Luna repoussa la force de son amant qui voulait l'obliger à se rallonger et l'examina à son tour.

Grâce au ciel il n'avait pas l'ombre d'une blessure.

- Qui c'était Cliver ? L'avez-vous vu ?

- Un paparazzi, répondit son chauffeur en sortant son téléphone portable.

Luna l'entendit jurer entre ses dents.
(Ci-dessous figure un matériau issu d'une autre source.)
use axum::extract::{Path, State};
use axum::response::IntoResponse;
use axum::Json;
use garde::Validate;
use kernel::model::id::HostingId;
use registry::AppRegistry;
use shared::error::{AppError, AppResult};

use crate::model::hosting::{
    CreateHostingRequest, HostingResponse, HostingsResponse, UpdateHostingRequest,
    UpdateHostingRequestWithId,
};
use crate::model::ApiResponse;

pub async fn register_hosting(
    State(registry): State<AppRegistry>,
    Json(req): Json<CreateHostingRequest>,
) -> AppResult<impl IntoResponse> {
    req.validate(&())?;

    registry
        .hosting_repository()
        .create(req.into())
        .await
        .map(HostingResponse::from)
        .map(ApiResponse::created)
}

pub async fn show_hosting_list(
    State(registry): State<AppRegistry>,
) -> AppResult<impl IntoResponse> {
    registry
        .hosting_repository()
        .find_all()
        .await
        .map(HostingsResponse::from)
        .map(ApiResponse::ok)
}

pub async fn show_hosting(
    Path(hosting_id): Path<HostingId>,
    State(registry): State<AppRegistry>,
) -> AppResult<impl IntoResponse> {
    registry
        .hosting_repository()
        .find_by_id(hosting_id)
        .await
        .and_then(|hosting| match hosting {
            Some(hosting) => Ok(ApiResponse::ok(HostingResponse::from(hosting))),
            None => Err(AppError::EntityNotFound("Hosting not found".into())),
        })
}

pub async fn update_hosting(
    Path(hosting_id): Path<HostingId>,
    State(registry): State<AppRegistry>,
    Json(req): Json<UpdateHostingRequest>,
) -> AppResult<impl IntoResponse> {
    req.validate(&())?;

    let update = UpdateHostingRequestWithId::new(hosting_id, req);
    registry
        .hosting_repository()
        .update(update.into())
        .await
        .map(HostingResponse::from)
        .map(ApiResponse::ok)
}

pub async fn delete_hosting(
    Path(hosting_id): Path<HostingId>,
    State(registry): State<AppRegistry>,
) -> AppResult<impl IntoResponse> {
    registry
        .hosting_repository()
        .delete(hosting_id)
        .await
        .map(|_| ApiResponse::message("Hosting deleted"))
}
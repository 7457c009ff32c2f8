use std::env;

#[derive(Default, Debug, Clone, Copy, PartialEq, Eq)]
pub enum Environment {
    #[default]
    Development,
    Production,
}

pub fn which() -> Environment {
    #[cfg(debug_assertions)]
    let default_env = Environment::Development;
    #[cfg(not(debug_assertions))]
    let default_env = Environment::Production;

    match env::var("ENV") {
        Err(_) => default_env,
        Ok(v) => match v.as_str() {
            "production" => Environment::Production,
            _ => Environment::Development,
        },
    }
}
use axum::extract::{Path, State};
use axum::response::IntoResponse;
use axum::Json;
use garde::Validate;
use kernel::model::id::AssignmentId;
use registry::AppRegistry;
use shared::error::AppResult;

use crate::model::assignment::{
    AssignmentResponse, AssignmentsResponse, CheckoutEmployeeRequest,
    CheckoutEmployeeRequestWithId, CreateAssignmentRequest, ReassignEmployeeRequest,
    ReassignEmployeeRequestWithId, ReassignResponse,
};
use crate::model::ApiResponse;

pub async fn register_assignment(
    State(registry): State<AppRegistry>,
    Json(req): Json<CreateAssignmentRequest>,
) -> AppResult<impl IntoResponse> {
    req.validate(&())?;

    registry
        .assignment_repository()
        .assign(req.into())
        .await
        .map(AssignmentResponse::from)
        .map(ApiResponse::created)
}

pub async fn show_assignment_list(
    State(registry): State<AppRegistry>,
) -> AppResult<impl IntoResponse> {
    registry
        .assignment_repository()
        .find_all()
        .await
        .map(AssignmentsResponse::from)
        .map(ApiResponse::ok)
}

pub async fn reassign_assignment(
    Path(assignment_id): Path<AssignmentId>,
    State(registry): State<AppRegistry>,
    Json(req): Json<ReassignEmployeeRequest>,
) -> AppResult<impl IntoResponse> {
    req.validate(&())?;

    let reassign = ReassignEmployeeRequestWithId::new(assignment_id, req);
    registry
        .assignment_repository()
        .reassign(reassign.into())
        .await
        .map(ReassignResponse::from)
        .map(ApiResponse::ok)
}

pub async fn checkout_assignment(
    Path(assignment_id): Path<AssignmentId>,
    State(registry): State<AppRegistry>,
    Json(req): Json<CheckoutEmployeeRequest>,
) -> AppResult<impl IntoResponse> {
    req.validate(&())?;

    let checkout = CheckoutEmployeeRequestWithId::new(assignment_id, req);
    registry
        .assignment_repository()
        .checkout(checkout.into())
        .await
        .map(AssignmentResponse::from)
        .map(ApiResponse::ok)
}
Encore sous le choc elle se releva avec son aide pour constater avec effroi les dégâts.

- Mon dieu, est-ce qu'il la fait exprès ? S'enquit-elle d'une voix affaiblie par les douleurs lancinantes qui lui vrillaient la tête.
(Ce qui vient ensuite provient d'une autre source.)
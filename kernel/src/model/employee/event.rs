use chrono::{DateTime, Utc};
use derive_new::new;

use super::EmployeeStatus;
use crate::model::id::EmployeeId;

#[derive(Debug, new)]
pub struct CreateEmployee {
    pub staff_number: String,
    pub first_name: String,
    pub last_name: String,
    pub national_id: String,
    pub job_title: String,
    pub department: String,
    pub phone: Option<String>,
    pub contract_end_date: DateTime<Utc>,
}

#[derive(Debug, new)]
pub struct UpdateEmployee {
    pub employee_id: EmployeeId,
    pub staff_number: Option<String>,
    pub first_name: Option<String>,
    pub last_name: Option<String>,
    pub national_id: Option<String>,
    pub job_title: Option<String>,
    pub department: Option<String>,
    pub phone: Option<String>,
    pub status: Option<EmployeeStatus>,
    pub contract_end_date: Option<DateTime<Utc>>,
}
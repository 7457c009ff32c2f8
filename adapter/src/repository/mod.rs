pub mod activity;
pub mod assignment;
pub mod building;
pub mod employee;
pub mod health;
pub mod hosting;
pub mod maintenance;
mod occupancy;
pub mod reservation;
pub mod room;
pub mod settings;
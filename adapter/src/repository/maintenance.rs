use async_trait::async_trait;
use chrono::Utc;
use derive_new::new;
use kernel::model::id::MaintenanceRequestId;
use kernel::model::maintenance::event::{CreateMaintenanceRequest, UpdateMaintenanceRequest};
use kernel::model::maintenance::{MaintenanceRequest, MaintenanceStatus};
use kernel::repository::maintenance::MaintenanceRepository;
use shared::error::{AppError, AppResult};

use crate::database::model::maintenance::MaintenanceRequestRow;
use crate::database::ConnectionPool;

const REQUEST_COLUMNS: &str = r#"
    id, room_id, problem_type, description, status, due_date, reported_at
"#;

#[derive(new)]
pub struct MaintenanceRepositoryImpl {
    db: ConnectionPool,
}

#[async_trait]
impl MaintenanceRepository for MaintenanceRepositoryImpl {
    async fn create(&self, event: CreateMaintenanceRequest) -> AppResult<MaintenanceRequest> {
        let room: i64 = sqlx::query_scalar("SELECT COUNT(*) FROM rooms WHERE id = $1")
            .bind(event.room_id)
            .fetch_one(self.db.inner_ref())
            .await
            .map_err(AppError::SpecificOperationError)?;
        if room < 1 {
            return Err(AppError::EntityNotFound("Room not found".into()));
        }

        let request = MaintenanceRequest {
            id: MaintenanceRequestId::new(),
            room_id: event.room_id,
            problem_type: event.problem_type,
            description: event.description,
            status: MaintenanceStatus::Pending,
            due_date: event.due_date,
            reported_at: Utc::now(),
        };
        sqlx::query(
            r#"
                INSERT INTO maintenance_requests
                (id, room_id, problem_type, description, status, due_date, reported_at)
                VALUES ($1, $2, $3, $4, $5, $6, $7)
            "#,
        )
        .bind(request.id)
        .bind(request.room_id)
        .bind(&request.problem_type)
        .bind(&request.description)
        .bind(request.status)
        .bind(request.due_date)
        .bind(request.reported_at)
        .execute(self.db.inner_ref())
        .await
        .map_err(AppError::SpecificOperationError)?;

        tracing::info!(request_id = %request.id, room_id = %request.room_id, "Created maintenance request");
        Ok(request)
    }

    async fn find_all(&self) -> AppResult<Vec<MaintenanceRequest>> {
        sqlx::query_as::<_, MaintenanceRequestRow>(&format!(
            "SELECT {REQUEST_COLUMNS} FROM maintenance_requests ORDER BY reported_at DESC"
        ))
        .fetch_all(self.db.inner_ref())
        .await
        .map(|rows| rows.into_iter().map(MaintenanceRequest::from).collect())
        .map_err(AppError::SpecificOperationError)
    }

    async fn find_by_id(
        &self,
        request_id: MaintenanceRequestId,
    ) -> AppResult<Option<MaintenanceRequest>> {
        sqlx::query_as::<_, MaintenanceRequestRow>(&format!(
            "SELECT {REQUEST_COLUMNS} FROM maintenance_requests WHERE id = $1"
        ))
        .bind(request_id)
        .fetch_optional(self.db.inner_ref())
        .await
        .map(|row| row.map(MaintenanceRequest::from))
        .map_err(AppError::SpecificOperationError)
    }

    async fn update(&self, event: UpdateMaintenanceRequest) -> AppResult<MaintenanceRequest> {
        let mut request = self
            .find_by_id(event.request_id)
            .await?
            .ok_or_else(|| AppError::EntityNotFound("Maintenance request not found".into()))?;

        if let Some(problem_type) = event.problem_type {
            request.problem_type = problem_type;
        }
        if let Some(description) = event.description {
            request.description = description;
        }
        if let Some(status) = event.status {
            request.status = status;
        }
        if event.due_date.is_some() {
            request.due_date = event.due_date;
        }

        let res = sqlx::query(
            r#"
                UPDATE maintenance_requests
                SET problem_type = $2, description = $3, status = $4, due_date = $5
                WHERE id = $1
            "#,
        )
        .bind(request.id)
        .bind(&request.problem_type)
        .bind(&request.description)
        .bind(request.status)
        .bind(request.due_date)
        .execute(self.db.inner_ref())
        .await
        .map_err(AppError::SpecificOperationError)?;
        if res.rows_affected() < 1 {
            return Err(AppError::NoRowsAffectedError(
                "No maintenance request record has been updated".into(),
            ));
        }

        tracing::info!(request_id = %request.id, "Updated maintenance request");
        Ok(request)
    }

    async fn delete(&self, request_id: MaintenanceRequestId) -> AppResult<()> {
        let res = sqlx::query("DELETE FROM maintenance_requests WHERE id = $1")
            .bind(request_id)
            .execute(self.db.inner_ref())
            .await
            .map_err(AppError::SpecificOperationError)?;
        if res.rows_affected() < 1 {
            return Err(AppError::EntityNotFound(
                "Maintenance request not found".into(),
            ));
        }

        tracing::info!(%request_id, "Deleted maintenance request");
        Ok(())
    }
}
Roderik serra Luna contre lui, prêt à accueillir le malaise qui manquait de la faire tomber. Comme prévu, la jeune femme tourna de l'œil et s'évanouit dans ses bras. Sans plus attendre il la souleva dans ses bras, serrant rageusement les mâchoires.

Pour la première fois de sa vie Roderik ressentit de la peur....une véritable peur lui creuser l'estomac.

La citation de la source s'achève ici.